**** DATA LISTING

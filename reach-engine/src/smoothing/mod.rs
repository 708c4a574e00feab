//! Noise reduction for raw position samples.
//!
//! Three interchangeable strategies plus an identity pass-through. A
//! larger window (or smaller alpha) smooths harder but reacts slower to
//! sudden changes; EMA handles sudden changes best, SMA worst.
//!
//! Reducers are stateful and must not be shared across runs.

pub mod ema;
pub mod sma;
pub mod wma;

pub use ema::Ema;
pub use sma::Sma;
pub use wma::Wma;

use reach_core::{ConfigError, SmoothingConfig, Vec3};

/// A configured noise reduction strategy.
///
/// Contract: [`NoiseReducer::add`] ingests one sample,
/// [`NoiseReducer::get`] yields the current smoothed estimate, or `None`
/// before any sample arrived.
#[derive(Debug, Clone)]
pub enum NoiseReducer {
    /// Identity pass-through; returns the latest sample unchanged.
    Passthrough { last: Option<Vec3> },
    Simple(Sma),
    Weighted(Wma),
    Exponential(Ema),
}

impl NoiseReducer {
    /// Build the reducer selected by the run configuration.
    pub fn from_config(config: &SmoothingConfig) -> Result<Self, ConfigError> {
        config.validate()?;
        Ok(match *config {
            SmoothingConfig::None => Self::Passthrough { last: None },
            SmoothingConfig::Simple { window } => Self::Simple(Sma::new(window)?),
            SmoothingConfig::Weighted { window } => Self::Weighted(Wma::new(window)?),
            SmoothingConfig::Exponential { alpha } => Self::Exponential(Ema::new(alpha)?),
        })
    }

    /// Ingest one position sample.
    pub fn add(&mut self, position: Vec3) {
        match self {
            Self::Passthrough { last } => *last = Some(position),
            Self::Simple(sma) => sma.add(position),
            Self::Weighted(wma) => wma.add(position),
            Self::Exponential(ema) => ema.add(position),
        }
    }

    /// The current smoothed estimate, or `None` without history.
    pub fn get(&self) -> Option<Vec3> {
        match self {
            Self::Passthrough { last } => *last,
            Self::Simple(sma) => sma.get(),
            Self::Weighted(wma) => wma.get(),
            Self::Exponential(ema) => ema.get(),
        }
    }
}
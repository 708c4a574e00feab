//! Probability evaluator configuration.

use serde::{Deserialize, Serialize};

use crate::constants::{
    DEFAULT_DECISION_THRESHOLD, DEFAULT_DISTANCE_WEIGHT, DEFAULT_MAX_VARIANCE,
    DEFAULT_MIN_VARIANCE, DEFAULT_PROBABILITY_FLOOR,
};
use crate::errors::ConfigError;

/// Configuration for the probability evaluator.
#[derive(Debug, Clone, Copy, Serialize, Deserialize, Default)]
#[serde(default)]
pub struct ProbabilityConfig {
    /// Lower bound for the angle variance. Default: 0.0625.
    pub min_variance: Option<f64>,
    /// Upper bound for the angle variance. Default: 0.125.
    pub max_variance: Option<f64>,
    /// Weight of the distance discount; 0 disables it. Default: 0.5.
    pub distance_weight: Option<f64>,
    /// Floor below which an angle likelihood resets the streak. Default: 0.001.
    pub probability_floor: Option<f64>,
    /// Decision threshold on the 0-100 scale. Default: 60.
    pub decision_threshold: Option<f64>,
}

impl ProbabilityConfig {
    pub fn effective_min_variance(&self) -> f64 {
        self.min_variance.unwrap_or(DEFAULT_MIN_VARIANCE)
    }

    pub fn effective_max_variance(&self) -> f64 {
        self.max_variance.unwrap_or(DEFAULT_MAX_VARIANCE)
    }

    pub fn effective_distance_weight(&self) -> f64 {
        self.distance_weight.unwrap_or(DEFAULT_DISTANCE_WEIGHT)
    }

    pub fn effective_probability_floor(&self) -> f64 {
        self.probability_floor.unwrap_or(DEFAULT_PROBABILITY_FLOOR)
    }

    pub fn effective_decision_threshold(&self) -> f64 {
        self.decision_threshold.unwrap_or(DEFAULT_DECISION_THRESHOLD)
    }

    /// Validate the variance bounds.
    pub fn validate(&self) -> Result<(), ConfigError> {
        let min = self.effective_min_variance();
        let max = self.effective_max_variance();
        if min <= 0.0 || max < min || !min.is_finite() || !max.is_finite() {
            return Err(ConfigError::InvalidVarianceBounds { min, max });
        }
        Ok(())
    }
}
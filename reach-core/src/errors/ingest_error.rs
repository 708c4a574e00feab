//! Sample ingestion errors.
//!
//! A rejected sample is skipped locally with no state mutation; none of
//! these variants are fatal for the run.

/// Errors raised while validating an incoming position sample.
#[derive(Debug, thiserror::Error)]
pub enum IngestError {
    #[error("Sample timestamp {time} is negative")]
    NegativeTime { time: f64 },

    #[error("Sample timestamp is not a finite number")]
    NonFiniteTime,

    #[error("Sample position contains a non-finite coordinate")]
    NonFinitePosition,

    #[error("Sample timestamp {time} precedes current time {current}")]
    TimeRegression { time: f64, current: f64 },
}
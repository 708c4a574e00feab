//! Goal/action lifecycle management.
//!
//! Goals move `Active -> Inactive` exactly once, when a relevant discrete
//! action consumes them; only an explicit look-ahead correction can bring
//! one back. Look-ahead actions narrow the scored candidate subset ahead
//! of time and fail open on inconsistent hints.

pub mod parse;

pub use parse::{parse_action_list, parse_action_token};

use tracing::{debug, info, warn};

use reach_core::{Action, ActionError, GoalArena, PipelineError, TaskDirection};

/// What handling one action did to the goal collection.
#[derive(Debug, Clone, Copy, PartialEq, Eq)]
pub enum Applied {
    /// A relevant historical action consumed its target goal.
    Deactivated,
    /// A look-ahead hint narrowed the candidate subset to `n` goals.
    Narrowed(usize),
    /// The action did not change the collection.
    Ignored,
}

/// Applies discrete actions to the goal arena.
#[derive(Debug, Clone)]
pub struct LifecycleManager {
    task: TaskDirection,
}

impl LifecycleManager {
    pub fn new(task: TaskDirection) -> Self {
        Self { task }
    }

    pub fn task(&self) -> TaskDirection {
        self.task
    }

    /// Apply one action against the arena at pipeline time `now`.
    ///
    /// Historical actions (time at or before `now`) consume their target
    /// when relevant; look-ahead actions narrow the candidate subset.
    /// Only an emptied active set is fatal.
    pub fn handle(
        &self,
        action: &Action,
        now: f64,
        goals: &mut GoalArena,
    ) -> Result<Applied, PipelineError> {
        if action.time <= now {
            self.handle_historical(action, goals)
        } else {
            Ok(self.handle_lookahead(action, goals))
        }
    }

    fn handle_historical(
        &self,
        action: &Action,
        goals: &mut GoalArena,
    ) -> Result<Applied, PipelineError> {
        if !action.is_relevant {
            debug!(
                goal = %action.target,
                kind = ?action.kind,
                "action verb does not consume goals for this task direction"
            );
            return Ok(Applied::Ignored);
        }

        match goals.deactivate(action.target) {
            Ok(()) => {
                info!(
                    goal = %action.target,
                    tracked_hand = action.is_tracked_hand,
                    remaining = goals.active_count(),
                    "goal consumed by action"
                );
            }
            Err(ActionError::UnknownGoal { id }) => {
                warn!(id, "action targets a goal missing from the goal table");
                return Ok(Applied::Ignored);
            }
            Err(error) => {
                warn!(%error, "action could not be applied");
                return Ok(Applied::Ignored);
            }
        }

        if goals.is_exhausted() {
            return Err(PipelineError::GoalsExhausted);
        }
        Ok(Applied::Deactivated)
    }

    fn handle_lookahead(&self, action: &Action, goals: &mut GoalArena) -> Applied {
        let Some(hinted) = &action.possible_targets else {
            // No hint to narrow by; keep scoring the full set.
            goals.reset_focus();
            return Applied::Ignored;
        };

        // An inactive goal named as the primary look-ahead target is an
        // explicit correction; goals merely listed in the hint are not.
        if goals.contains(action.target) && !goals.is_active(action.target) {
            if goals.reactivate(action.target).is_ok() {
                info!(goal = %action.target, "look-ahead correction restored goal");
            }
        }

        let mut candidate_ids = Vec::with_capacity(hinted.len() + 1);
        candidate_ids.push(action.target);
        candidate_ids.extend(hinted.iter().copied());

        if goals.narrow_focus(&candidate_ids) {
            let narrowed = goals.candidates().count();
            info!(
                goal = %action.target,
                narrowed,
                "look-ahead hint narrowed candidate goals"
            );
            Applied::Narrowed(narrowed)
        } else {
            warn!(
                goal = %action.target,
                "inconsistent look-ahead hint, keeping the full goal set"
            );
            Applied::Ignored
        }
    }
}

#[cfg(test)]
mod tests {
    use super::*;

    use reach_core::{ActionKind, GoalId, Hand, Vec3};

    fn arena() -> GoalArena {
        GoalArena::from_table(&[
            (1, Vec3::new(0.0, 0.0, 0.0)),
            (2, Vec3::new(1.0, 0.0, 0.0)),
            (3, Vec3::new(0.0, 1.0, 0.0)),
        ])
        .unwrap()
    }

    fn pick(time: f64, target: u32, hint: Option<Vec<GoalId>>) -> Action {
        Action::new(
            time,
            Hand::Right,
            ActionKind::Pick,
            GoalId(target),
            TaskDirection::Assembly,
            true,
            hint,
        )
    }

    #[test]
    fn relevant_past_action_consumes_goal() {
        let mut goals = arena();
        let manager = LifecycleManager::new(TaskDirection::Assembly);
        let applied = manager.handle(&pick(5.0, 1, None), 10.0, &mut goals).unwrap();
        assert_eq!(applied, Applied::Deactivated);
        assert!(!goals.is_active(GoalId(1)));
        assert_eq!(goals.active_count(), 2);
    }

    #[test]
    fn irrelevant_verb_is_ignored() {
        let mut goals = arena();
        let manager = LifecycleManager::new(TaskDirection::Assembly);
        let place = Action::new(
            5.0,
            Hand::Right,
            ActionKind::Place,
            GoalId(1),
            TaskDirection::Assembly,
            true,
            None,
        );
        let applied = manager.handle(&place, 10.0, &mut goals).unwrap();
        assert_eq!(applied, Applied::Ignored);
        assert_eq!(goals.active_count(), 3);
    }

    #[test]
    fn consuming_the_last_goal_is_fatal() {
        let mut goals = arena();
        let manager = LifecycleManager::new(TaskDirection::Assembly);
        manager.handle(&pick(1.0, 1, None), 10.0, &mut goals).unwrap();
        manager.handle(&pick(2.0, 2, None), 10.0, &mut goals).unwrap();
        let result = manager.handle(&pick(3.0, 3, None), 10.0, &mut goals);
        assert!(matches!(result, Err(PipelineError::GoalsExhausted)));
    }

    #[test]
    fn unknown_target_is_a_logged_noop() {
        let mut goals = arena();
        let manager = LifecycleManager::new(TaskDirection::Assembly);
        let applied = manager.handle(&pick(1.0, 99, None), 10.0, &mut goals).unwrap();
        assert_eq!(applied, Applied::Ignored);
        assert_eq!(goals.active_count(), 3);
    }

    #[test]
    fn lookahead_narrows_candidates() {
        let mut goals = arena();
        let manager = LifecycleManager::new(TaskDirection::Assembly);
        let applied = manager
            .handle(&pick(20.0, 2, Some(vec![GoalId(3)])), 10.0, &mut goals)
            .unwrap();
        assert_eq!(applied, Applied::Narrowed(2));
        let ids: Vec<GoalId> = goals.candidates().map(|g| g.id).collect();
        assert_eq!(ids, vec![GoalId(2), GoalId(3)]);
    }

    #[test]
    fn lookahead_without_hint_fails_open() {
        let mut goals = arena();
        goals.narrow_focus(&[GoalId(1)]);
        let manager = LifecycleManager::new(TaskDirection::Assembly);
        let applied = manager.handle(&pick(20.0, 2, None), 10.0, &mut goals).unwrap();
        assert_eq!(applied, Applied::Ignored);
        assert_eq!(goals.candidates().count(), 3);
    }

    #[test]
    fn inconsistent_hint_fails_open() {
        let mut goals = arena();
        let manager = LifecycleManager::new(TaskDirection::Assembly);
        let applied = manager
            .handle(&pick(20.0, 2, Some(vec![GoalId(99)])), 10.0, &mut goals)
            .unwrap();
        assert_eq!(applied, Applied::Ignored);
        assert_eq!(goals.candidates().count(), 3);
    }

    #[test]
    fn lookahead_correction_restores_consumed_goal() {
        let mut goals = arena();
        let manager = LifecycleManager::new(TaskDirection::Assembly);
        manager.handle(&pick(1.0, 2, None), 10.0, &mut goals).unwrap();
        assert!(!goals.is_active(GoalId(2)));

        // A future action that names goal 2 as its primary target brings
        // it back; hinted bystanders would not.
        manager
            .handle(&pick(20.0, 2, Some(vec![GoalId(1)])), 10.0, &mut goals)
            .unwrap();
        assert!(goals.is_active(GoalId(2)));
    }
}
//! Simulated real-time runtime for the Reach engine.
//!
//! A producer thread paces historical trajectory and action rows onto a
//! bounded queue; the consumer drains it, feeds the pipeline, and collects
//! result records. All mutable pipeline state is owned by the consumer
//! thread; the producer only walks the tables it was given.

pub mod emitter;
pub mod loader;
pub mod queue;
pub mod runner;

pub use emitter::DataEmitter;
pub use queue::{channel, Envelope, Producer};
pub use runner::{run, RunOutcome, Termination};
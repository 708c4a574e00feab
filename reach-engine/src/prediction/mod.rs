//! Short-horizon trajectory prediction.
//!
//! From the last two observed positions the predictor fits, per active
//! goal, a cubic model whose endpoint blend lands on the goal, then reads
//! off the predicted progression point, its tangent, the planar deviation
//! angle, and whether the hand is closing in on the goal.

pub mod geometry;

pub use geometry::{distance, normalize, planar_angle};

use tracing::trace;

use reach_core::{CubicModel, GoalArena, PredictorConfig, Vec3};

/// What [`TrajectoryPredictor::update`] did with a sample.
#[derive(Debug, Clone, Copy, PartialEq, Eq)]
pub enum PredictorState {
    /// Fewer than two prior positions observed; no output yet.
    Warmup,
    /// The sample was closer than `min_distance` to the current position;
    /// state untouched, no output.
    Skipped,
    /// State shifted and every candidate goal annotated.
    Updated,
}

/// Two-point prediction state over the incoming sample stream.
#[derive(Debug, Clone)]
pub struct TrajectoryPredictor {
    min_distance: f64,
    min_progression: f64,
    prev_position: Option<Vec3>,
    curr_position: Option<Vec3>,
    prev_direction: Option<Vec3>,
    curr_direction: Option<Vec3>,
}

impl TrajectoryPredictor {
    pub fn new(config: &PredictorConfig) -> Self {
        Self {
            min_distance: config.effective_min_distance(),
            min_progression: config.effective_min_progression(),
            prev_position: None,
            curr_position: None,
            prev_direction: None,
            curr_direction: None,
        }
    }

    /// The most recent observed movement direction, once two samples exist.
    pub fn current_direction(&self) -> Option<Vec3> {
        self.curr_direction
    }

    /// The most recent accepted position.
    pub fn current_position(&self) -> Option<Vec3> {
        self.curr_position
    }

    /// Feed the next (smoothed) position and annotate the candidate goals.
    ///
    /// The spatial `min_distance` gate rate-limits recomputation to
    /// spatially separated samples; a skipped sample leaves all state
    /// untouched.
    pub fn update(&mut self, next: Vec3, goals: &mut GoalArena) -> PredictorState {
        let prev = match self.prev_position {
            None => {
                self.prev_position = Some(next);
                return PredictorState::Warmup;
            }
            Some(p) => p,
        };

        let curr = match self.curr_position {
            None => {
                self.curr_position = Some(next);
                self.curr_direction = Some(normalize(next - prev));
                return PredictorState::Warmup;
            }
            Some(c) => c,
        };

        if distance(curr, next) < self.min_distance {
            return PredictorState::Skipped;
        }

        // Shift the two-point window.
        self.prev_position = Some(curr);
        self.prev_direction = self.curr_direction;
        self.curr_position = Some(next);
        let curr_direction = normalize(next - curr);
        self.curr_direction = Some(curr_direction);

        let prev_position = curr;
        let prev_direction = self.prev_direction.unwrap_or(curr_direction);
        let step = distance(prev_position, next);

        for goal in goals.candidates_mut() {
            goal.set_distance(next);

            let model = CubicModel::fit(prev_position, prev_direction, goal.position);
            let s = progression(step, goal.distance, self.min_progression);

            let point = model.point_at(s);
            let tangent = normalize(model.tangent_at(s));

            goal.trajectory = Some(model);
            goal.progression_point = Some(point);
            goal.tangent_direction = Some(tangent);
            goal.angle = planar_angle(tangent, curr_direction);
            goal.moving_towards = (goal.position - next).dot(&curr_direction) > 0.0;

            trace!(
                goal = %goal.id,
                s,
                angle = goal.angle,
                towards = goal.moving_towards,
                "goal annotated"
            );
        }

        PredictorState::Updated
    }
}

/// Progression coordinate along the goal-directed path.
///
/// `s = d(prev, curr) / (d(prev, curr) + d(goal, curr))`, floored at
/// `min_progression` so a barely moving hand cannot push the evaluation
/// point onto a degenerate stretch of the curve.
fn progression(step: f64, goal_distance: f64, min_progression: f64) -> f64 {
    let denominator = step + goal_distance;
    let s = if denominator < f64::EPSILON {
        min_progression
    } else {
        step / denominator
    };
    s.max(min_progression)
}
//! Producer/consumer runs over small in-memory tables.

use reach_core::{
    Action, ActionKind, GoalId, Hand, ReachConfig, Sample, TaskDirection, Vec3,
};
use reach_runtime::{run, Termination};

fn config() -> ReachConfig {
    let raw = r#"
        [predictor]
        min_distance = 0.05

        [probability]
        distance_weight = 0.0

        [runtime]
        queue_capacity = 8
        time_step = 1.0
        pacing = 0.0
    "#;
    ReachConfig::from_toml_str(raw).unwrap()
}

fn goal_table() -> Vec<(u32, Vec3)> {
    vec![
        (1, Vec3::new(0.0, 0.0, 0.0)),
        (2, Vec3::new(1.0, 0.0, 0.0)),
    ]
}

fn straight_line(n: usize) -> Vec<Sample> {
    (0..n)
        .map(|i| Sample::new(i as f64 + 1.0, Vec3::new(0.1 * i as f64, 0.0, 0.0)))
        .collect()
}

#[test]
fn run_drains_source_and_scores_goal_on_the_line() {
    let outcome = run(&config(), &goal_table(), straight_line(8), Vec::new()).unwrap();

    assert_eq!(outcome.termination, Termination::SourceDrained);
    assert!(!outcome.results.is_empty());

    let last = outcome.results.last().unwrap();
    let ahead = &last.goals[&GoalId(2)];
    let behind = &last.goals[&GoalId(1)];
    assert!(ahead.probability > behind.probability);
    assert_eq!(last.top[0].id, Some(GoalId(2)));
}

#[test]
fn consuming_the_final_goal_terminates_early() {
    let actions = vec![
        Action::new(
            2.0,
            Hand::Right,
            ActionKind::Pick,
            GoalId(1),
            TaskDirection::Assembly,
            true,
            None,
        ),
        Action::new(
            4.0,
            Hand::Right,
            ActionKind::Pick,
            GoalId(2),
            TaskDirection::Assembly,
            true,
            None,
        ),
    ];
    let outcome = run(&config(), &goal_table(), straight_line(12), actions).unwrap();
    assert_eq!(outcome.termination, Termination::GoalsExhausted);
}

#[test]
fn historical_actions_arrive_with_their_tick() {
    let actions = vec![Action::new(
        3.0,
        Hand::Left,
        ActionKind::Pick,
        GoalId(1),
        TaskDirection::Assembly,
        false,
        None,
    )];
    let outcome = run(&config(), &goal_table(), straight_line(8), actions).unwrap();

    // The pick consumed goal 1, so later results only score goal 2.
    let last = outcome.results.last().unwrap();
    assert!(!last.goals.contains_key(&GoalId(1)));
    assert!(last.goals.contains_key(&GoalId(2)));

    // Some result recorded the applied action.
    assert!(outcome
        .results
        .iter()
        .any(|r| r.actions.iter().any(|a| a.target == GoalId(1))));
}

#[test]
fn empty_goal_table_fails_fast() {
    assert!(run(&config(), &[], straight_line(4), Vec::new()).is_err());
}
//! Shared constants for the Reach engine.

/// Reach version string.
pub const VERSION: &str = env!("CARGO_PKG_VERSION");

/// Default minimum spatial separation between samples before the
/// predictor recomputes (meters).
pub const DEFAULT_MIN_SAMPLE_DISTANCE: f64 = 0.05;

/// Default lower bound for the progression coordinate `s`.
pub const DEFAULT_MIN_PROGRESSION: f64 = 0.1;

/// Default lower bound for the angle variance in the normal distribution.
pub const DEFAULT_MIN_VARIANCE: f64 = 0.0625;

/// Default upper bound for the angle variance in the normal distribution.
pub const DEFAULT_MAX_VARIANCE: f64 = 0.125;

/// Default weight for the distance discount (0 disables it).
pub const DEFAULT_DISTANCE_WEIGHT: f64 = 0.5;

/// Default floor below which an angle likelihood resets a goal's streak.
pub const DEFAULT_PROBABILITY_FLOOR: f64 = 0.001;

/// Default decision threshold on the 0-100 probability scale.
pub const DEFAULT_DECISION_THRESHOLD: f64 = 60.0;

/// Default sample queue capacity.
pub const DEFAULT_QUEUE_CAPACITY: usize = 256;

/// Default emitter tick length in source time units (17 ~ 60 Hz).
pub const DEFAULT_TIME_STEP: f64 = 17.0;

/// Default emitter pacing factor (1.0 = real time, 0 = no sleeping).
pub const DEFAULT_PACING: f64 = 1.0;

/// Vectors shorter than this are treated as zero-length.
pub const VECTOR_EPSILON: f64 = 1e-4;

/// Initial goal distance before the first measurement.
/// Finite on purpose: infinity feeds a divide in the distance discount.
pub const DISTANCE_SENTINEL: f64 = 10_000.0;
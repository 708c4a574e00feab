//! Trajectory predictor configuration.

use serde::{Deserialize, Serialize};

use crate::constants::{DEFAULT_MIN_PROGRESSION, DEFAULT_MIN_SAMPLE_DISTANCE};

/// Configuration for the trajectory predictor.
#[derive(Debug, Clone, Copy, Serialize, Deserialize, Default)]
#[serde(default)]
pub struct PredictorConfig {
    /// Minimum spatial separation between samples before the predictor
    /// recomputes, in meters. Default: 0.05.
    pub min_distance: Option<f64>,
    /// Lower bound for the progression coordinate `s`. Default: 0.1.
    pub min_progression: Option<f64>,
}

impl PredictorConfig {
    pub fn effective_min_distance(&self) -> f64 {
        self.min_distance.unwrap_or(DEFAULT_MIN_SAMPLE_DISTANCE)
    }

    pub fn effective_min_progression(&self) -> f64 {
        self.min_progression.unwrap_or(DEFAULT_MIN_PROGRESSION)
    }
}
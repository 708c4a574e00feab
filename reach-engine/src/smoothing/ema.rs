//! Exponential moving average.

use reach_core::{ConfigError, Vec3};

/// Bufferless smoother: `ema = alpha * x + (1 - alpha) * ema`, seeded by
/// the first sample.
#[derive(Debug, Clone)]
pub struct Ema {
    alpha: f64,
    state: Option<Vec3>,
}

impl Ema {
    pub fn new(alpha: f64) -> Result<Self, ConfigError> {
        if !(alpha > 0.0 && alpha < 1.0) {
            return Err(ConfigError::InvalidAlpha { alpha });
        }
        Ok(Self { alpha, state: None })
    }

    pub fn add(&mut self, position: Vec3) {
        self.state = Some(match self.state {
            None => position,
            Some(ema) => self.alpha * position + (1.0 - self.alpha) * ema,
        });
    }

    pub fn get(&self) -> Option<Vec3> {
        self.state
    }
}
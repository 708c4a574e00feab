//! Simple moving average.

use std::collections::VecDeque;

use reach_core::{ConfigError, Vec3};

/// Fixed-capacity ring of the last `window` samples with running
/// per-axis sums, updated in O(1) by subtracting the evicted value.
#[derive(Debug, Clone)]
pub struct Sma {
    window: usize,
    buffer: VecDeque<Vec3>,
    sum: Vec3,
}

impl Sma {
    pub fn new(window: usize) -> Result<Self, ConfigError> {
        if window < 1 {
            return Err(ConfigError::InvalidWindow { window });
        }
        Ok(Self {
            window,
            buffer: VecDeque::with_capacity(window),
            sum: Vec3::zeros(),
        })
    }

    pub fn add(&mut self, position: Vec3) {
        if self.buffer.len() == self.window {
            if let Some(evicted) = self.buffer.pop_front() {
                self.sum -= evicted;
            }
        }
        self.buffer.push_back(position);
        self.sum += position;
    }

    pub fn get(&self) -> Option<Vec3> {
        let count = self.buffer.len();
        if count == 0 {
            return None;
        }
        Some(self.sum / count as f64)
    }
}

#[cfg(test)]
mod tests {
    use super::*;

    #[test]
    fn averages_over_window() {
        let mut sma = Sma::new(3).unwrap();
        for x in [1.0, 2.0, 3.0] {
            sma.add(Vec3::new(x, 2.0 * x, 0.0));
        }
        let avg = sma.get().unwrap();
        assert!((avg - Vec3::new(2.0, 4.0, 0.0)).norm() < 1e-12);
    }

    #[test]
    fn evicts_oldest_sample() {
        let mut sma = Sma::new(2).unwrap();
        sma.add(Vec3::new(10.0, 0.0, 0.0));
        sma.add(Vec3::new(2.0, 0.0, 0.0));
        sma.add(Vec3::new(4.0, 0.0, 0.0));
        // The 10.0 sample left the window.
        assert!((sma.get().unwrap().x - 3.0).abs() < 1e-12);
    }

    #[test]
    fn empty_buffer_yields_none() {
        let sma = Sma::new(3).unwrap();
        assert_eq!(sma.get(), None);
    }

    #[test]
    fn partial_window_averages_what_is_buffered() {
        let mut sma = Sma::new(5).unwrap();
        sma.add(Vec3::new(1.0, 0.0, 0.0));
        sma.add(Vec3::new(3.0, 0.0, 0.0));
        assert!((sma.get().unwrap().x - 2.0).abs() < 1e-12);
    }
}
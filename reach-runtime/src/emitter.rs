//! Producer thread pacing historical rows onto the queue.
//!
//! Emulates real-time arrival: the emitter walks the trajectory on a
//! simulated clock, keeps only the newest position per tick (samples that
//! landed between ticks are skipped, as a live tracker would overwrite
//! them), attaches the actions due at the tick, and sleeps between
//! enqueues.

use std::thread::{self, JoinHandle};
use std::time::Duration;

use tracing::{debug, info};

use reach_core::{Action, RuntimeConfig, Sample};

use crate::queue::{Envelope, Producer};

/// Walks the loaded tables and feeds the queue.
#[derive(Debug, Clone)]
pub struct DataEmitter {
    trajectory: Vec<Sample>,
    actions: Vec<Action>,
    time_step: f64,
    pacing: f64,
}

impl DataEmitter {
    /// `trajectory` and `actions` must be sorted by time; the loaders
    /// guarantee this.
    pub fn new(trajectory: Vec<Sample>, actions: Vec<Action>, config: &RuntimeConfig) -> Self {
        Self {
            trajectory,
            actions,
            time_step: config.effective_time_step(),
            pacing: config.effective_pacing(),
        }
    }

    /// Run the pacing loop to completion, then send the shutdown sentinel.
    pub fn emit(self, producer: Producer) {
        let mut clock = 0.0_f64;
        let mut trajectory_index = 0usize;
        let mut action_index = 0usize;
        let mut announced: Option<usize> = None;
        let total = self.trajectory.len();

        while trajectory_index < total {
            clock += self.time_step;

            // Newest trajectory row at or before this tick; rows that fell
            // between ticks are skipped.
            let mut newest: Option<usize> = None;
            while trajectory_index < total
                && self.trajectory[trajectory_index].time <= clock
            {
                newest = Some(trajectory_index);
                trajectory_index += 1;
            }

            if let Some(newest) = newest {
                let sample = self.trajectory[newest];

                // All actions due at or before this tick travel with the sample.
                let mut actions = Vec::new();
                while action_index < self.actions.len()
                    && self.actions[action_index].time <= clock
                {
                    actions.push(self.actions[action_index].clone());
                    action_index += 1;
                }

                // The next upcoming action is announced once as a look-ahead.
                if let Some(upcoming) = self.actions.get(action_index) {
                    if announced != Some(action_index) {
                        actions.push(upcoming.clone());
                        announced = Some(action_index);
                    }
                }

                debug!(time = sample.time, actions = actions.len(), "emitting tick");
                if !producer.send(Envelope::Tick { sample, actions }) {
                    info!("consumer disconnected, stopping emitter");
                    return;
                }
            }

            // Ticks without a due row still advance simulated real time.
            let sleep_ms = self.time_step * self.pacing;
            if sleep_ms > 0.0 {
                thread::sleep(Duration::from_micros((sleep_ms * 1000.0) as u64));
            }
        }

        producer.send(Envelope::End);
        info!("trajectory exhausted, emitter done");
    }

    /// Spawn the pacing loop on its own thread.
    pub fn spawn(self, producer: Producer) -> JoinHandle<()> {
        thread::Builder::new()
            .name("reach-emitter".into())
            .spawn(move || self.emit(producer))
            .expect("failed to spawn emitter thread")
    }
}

********

- [ASSIGNMENT]:
Restate word for word only the lines above from the line containing "0-100 probability scale." to the line containing "treated as zero-length.", both of them included.

- [SOLUTION]:
/// Default decision threshold on the 0-100 probability scale.
pub const DEFAULT_DECISION_THRESHOLD: f64 = 60.0;

/// Default sample queue capacity.
pub const DEFAULT_QUEUE_CAPACITY: usize = 256;

/// Default emitter tick length in source time units (17 ~ 60 Hz).
pub const DEFAULT_TIME_STEP: f64 = 17.0;

/// Default emitter pacing factor (1.0 = real time, 0 = no sleeping).
pub const DEFAULT_PACING: f64 = 1.0;

/// Vectors shorter than this are treated as zero-length.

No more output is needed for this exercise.